Work required: Please return all lines of the data below containing the string "Apwdpwdpwdpwdpwdpwdpwdpwd".

(Extracted records)
★ ★ ★ ★ ★ ★ ★

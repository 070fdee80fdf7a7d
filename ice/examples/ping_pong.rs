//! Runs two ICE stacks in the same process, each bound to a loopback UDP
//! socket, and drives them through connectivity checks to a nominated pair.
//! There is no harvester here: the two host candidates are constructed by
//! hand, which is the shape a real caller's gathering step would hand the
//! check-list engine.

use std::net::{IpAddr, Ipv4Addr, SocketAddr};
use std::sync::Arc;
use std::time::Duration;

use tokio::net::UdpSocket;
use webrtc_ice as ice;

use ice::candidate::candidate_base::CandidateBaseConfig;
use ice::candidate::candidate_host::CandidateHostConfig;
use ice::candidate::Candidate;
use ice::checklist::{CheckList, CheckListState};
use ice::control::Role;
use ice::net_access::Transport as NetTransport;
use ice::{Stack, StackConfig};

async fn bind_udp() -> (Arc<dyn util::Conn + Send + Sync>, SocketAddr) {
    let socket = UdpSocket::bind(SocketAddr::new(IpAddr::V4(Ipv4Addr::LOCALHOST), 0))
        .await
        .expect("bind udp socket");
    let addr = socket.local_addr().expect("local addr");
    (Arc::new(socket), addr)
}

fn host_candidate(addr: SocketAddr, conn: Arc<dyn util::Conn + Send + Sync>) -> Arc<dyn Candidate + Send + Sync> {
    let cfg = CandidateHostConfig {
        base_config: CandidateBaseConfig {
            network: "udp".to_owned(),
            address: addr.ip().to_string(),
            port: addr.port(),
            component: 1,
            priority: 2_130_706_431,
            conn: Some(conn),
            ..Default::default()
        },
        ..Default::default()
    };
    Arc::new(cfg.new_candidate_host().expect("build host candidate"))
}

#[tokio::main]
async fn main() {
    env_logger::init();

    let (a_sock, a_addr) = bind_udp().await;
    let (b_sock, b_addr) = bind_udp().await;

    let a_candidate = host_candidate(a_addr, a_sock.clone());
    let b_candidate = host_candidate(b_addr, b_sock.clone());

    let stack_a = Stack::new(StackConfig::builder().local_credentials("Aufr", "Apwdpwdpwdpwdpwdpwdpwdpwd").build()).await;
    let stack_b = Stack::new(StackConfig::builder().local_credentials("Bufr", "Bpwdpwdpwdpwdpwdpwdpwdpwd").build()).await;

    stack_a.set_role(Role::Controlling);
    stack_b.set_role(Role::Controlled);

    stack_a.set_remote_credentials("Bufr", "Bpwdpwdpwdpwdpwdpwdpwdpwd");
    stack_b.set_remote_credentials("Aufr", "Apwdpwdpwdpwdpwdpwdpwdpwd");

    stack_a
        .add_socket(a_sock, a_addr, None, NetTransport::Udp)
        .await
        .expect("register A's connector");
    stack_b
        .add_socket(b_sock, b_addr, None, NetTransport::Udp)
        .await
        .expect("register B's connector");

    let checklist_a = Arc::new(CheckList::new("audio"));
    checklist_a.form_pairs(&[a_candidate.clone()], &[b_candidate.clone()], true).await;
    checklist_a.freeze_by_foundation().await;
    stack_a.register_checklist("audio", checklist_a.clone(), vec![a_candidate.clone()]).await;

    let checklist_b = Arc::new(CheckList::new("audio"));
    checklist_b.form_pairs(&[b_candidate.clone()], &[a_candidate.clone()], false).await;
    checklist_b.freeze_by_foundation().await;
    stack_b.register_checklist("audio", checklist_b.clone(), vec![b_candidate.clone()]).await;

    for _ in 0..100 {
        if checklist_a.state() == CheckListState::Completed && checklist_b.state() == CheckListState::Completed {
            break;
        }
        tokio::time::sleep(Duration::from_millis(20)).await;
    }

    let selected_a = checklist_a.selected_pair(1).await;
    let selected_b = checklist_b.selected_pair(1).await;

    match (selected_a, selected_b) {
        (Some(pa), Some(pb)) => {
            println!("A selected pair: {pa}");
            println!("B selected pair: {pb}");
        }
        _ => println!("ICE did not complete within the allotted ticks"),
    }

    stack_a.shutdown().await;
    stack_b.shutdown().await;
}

★ ★ ★ ★ ★ ★ ★

Solution to the problem:
    let stack_a = Stack::new(StackConfig::builder().local_credentials("Aufr", "Apwdpwdpwdpwdpwdpwdpwdpwd").build()).await;
    stack_b.set_remote_credentials("Aufr", "Apwdpwdpwdpwdpwdpwdpwdpwd");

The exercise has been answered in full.